* Directions *
Each line of the entries that mentions the string "ThrottledBot" needs to be reported.

(Data to process begins)

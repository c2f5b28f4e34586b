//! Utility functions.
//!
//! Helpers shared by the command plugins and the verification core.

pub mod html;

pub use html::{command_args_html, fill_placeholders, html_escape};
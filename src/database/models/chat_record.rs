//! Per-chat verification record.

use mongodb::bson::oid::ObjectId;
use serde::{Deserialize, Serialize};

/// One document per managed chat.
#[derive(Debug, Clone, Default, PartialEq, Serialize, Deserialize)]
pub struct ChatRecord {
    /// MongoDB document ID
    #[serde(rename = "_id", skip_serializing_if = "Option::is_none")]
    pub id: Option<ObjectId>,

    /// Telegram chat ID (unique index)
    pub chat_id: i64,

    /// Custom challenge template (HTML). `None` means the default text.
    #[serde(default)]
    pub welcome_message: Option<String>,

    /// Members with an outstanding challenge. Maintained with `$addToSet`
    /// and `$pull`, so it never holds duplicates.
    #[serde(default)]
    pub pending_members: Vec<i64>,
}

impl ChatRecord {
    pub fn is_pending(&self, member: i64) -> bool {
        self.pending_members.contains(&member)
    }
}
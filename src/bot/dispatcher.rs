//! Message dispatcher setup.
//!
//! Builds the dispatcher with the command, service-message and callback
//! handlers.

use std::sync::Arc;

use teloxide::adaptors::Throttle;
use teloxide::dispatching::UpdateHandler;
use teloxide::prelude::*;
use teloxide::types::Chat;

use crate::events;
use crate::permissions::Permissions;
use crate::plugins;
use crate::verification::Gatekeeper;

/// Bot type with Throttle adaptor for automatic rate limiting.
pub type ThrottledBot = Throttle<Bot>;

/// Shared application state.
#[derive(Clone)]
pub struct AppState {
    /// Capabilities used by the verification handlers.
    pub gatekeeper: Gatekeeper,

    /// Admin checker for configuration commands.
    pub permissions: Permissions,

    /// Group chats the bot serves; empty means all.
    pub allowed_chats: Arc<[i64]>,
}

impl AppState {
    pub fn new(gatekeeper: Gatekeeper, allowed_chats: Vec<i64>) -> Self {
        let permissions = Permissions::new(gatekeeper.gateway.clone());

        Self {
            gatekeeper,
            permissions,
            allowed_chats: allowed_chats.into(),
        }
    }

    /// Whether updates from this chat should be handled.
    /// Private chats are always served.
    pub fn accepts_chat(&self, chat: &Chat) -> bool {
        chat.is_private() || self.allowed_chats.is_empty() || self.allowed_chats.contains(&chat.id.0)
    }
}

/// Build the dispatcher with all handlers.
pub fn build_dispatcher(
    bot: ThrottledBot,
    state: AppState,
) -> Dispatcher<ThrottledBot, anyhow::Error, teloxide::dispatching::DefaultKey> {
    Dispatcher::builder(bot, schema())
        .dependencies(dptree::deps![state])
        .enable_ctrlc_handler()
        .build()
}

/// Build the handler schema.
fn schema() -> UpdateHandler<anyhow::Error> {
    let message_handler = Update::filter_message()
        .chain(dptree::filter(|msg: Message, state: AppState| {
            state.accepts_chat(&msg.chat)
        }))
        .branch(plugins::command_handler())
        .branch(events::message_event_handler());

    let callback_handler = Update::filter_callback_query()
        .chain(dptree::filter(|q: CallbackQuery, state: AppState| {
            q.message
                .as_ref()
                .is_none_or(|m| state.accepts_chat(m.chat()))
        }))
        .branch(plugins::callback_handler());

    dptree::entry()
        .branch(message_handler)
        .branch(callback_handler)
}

(Data to process ends)

* Task answer *
pub type ThrottledBot = Throttle<Bot>;
    bot: ThrottledBot,
) -> Dispatcher<ThrottledBot, anyhow::Error, teloxide::dispatching::DefaultKey> {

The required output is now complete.